Solving Sudoku Puzzles with OpenCV

For my next project I wanted to build something that I have been planning to do for a long time.

I love solving sudoku and I was really good at it. Yup, I was good. That was three years ago. By the time I got good at solving sudoku, it started to get boring for me and I decided to write my first sudoku solver – goSudoku.

CLI Solution

goSudoku is written in Go. The goal was to make a fast sudoku solver by improving on the basic back-tracking algorithm. (More on that below)

The grid is represented as a string of numbers between 0 and 9. Zero being used to represent blank spaces. The string representation of the grid was generated by going over the grid from left-to-right, row-by-row. This string representation of the grid was the input to the program.

For example, the grid on the left gets represented as – 206000190349800600800906543100000070090030000760010005020500009005042700683097452

If we give this as an input to goSudoku will give us the following result.

$ ./goSudoku -i 206000190349800600800906543100000070090030000760010005020500009005042700683097452
Time taken :: 752.792µs
Solution :: 256473198349851627871926543132685974598734261764219835427568319915342786683197452

The solution by the program is also the right solution. 😀

You can find the code here @jerrymannel/go_sudoku.

Here are the things that I did to improve on the basic back-tracking algorithm.

The solution doesn’t use the back-tracking algorithm right away. It first tries to figure out as much as it can through multiple passes of the grid.
If the grid stayed the same between the previous and current, then it switches to backtracking.
It also identifies a set of candidate numbers of each cell. While backtracking it only picks from that list of candidate numbers for each cell and not every number between 1 and 9.

I wrote the code in 2021, so I think all of this is in there somewhere. 🙂

An automated solution

Even though goSudoku can find a solution fast, it lacked the ability to “read” the grid and enter the solution. It was not fully automated.

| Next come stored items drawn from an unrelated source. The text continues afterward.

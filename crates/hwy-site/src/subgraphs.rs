//! Subgraph emission: one call per directive source.
//!
//! Area graphs come from `graphs/areagraphs.csv`; regional graphs cover
//! every region with clinchable mileage; system, multi-system, and
//! multi-region graphs come from their directive files; country and
//! continent graphs are derived from the region descriptors (countries
//! need at least two regions with mileage, continents at least one).

use anyhow::Result;

use hwy_core::{ErrorList, SystemId};
use hwy_graph::{GraphListEntry, HighwayGraph, PlaceRadius, SubgraphFilter};
use hwy_ingest::Descriptors;
use hwy_model::{HighwayData, TravelerList};
use hwy_output::GraphType;
use hwy_spatial::WaypointQuadtree;
use hwy_travel::RegionStats;

use crate::Args;

#[allow(clippy::too_many_arguments)]
pub fn write_all(
    args: &Args,
    data: &HighwayData,
    descriptors: &Descriptors,
    quadtree: &WaypointQuadtree,
    graph: &HighwayGraph,
    travelers: &[TravelerList],
    stats: &RegionStats,
    el: &ErrorList,
    graph_list: &mut Vec<GraphListEntry>,
    graph_types: &mut Vec<GraphType>,
) -> Result<()> {
    let hwy_path = &args.highwaydatapath;
    let graph_path = &args.graphfilepath;
    let has_mileage =
        |region: &str| stats.active_preview_mileage_by_region.contains_key(region);

    // ── Area graphs ───────────────────────────────────────────────────────
    log::info!("Creating area data graphs");
    for area in hwy_ingest::graph_directives::read_area_graphs(hwy_path, el)? {
        let filter = SubgraphFilter {
            placeradius: Some(PlaceRadius::new(
                area.descr.clone(),
                area.title.clone(),
                area.lat,
                area.lng,
                area.radius as f64,
            )),
            ..Default::default()
        };
        graph.write_subgraphs(
            data,
            quadtree,
            travelers,
            graph_path,
            &format!("{}{}-area", area.title, area.radius),
            &format!("{} ({} mi radius)", area.descr, area.radius),
            "area",
            &filter,
            graph_list,
        )?;
    }
    graph_types.push(GraphType {
        category: "area",
        descr: "Routes Within a Given Radius of a Place",
        long_descr: "These graphs contain all routes currently plotted within the given distance radius of the given place.",
    });

    // ── Regional graphs ───────────────────────────────────────────────────
    log::info!("Creating regional data graphs");
    for region in &descriptors.regions {
        if !has_mileage(&region.code) {
            continue;
        }
        let filter = SubgraphFilter {
            regions: Some(vec![region.code.clone()]),
            ..Default::default()
        };
        graph.write_subgraphs(
            data,
            quadtree,
            travelers,
            graph_path,
            &format!("{}-region", region.code),
            &format!("{} ({})", region.name, region.region_type),
            "region",
            &filter,
            graph_list,
        )?;
    }
    graph_types.push(GraphType {
        category: "region",
        descr: "Routes Within a Single Region",
        long_descr: "These graphs contain all routes currently plotted within the given region.",
    });

    // ── Single-system graphs ──────────────────────────────────────────────
    log::info!("Creating system data graphs");
    let mut wrote_system_graph = false;
    for name in hwy_ingest::graph_directives::read_system_graphs(hwy_path, el)? {
        let Some(sys_idx) = data.systems.iter().position(|h| h.name == name) else {
            continue;
        };
        let system = &data.systems[sys_idx];
        let filter = SubgraphFilter {
            systems: Some(vec![SystemId(sys_idx as u16)]),
            ..Default::default()
        };
        graph.write_subgraphs(
            data,
            quadtree,
            travelers,
            graph_path,
            &format!("{}-system", system.name),
            &format!("{} ({})", system.name, system.fullname),
            "system",
            &filter,
            graph_list,
        )?;
        wrote_system_graph = true;
    }
    if wrote_system_graph {
        graph_types.push(GraphType {
            category: "system",
            descr: "Routes Within a Single Highway System",
            long_descr: "These graphs contain the routes within a single highway system and are not restricted by region.",
        });
    }

    // ── Multi-system graphs ───────────────────────────────────────────────
    log::info!("Creating multisystem graphs");
    for group in hwy_ingest::graph_directives::read_multisystem_graphs(hwy_path, el)? {
        let systems: Vec<SystemId> = data
            .systems
            .iter()
            .enumerate()
            .filter(|(_, h)| group.members.contains(&h.name))
            .map(|(i, _)| SystemId(i as u16))
            .collect();
        let filter = SubgraphFilter { systems: Some(systems), ..Default::default() };
        graph.write_subgraphs(
            data,
            quadtree,
            travelers,
            graph_path,
            &group.title,
            &group.descr,
            "multisystem",
            &filter,
            graph_list,
        )?;
    }
    graph_types.push(GraphType {
        category: "multisystem",
        descr: "Routes Within Multiple Highway Systems",
        long_descr: "These graphs contain the routes within a set of highway systems.",
    });

    // ── Multi-region graphs ───────────────────────────────────────────────
    log::info!("Creating multiregion graphs");
    for group in hwy_ingest::graph_directives::read_multiregion_graphs(hwy_path, el)? {
        let regions: Vec<String> = group
            .members
            .iter()
            .filter(|r| descriptors.has_region(r) && has_mileage(r))
            .cloned()
            .collect();
        let filter = SubgraphFilter { regions: Some(regions), ..Default::default() };
        graph.write_subgraphs(
            data,
            quadtree,
            travelers,
            graph_path,
            &group.title,
            &group.descr,
            "multiregion",
            &filter,
            graph_list,
        )?;
    }
    graph_types.push(GraphType {
        category: "multiregion",
        descr: "Routes Within Multiple Regions",
        long_descr: "These graphs contain the routes within a set of regions.",
    });

    // ── Country graphs ────────────────────────────────────────────────────
    log::info!("Creating country graphs");
    for country in &descriptors.countries {
        let regions: Vec<String> = descriptors
            .regions
            .iter()
            .filter(|r| r.country == country.code && has_mileage(&r.code))
            .map(|r| r.code.clone())
            .collect();
        // single-region countries are already covered by their regional graph
        if regions.len() < 2 {
            continue;
        }
        let filter = SubgraphFilter { regions: Some(regions), ..Default::default() };
        graph.write_subgraphs(
            data,
            quadtree,
            travelers,
            graph_path,
            &format!("{}-country", country.code),
            &format!("{} All Routes in Country", country.name),
            "country",
            &filter,
            graph_list,
        )?;
    }
    graph_types.push(GraphType {
        category: "country",
        descr: "Routes Within a Single Multi-Region Country",
        long_descr: "These graphs contain the routes within a single country that is composed of multiple regions that contain plotted routes. Countries consisting of a single region are represented by their regional graph.",
    });

    // ── Continent graphs ──────────────────────────────────────────────────
    log::info!("Creating continent graphs");
    for continent in &descriptors.continents {
        let regions: Vec<String> = descriptors
            .regions
            .iter()
            .filter(|r| r.continent == continent.code && has_mileage(&r.code))
            .map(|r| r.code.clone())
            .collect();
        if regions.is_empty() {
            continue;
        }
        let filter = SubgraphFilter { regions: Some(regions), ..Default::default() };
        graph.write_subgraphs(
            data,
            quadtree,
            travelers,
            graph_path,
            &format!("{}-continent", continent.code),
            &format!("{} All Routes on Continent", continent.name),
            "continent",
            &filter,
            graph_list,
        )?;
    }
    graph_types.push(GraphType {
        category: "continent",
        descr: "Routes Within a Continent",
        long_descr: "These graphs contain the routes on a continent.",
    });

    Ok(())
}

This still required me to do the following for each grid,

Create the input string
Run it against goSudoku
Enter in the numbers back again

Even though this helped me improve my overall timings, the manual part in the beginning and the end made it feel like it was incomplete.

I had to find a UI based solution that could do all of this on its own. The algorithm looks simple, at least on paper it does.

On the screen find where the top left corner of the grid is.
Scan the values
Find solution using goSudoku
Input the values back in
Start a new game
Repeat.

Finding the grid

My first approach was to “show” the program where the grid started. Using a library called pynput, we can find the (x,y) coordinates on the screen where you clicked.

from pynput.mouse import Listener

def on_click(x, y, button, pressed):
  if pressed:
    print('Mouse clicked at ({0}, {1}) with {2}'.format(x, y, button))

with Listener(on_click=on_click) as listener:
  listener.join()

This gives the output as,

Mouse clicked at (883.96875, 445.6328125) with Button.left

Once we have the starting location, the rest of the values can be calculated.

This is a good segue to discuss about the dimensions that we have to deal with on the screen.

Dimensions

On a large screen, from the top-left of the grid the image below shows the dimensions. The grid and cells stay the same size for most window sizes. But if you resize the window and make it small beyond a point, then the grid shrinks and these dimensions won’t work.

Grid is 500×500 px. Cells are 50×50 px

The New Game button is conveniently big. So from the bottom-right corner of the grid we can just calculate a point which would be comfortably within the boundaries of that button.

But even now the program is not truly autonomous. I still have to “show” the program where the grid starts. Wouldn’t it be better if it could figure out all by itself. If I could make the program do that, then I can run it and it will go figure it out all by itself. The question is – How?

One way to approach this is if we could find where the text Difficulty: is on the screen. Once we know that then the top-left corner of the grid is a few pixels down.

OpenCV has the ability to match smaller images within a large image. I tried using that and with a bit of trial and error I was able to get consistent results. It starts with creating a template image which we will use to search within a larger image. The OpenCV method we used is matchTemplate.

result = cv2.matchTemplate(<imageToSeachOn>, <imageToMatch>, cv2.TM_CCOEFF_NORMED)
min_val, max_val, min_loc, max_loc = cv2.minMaxLoc(result)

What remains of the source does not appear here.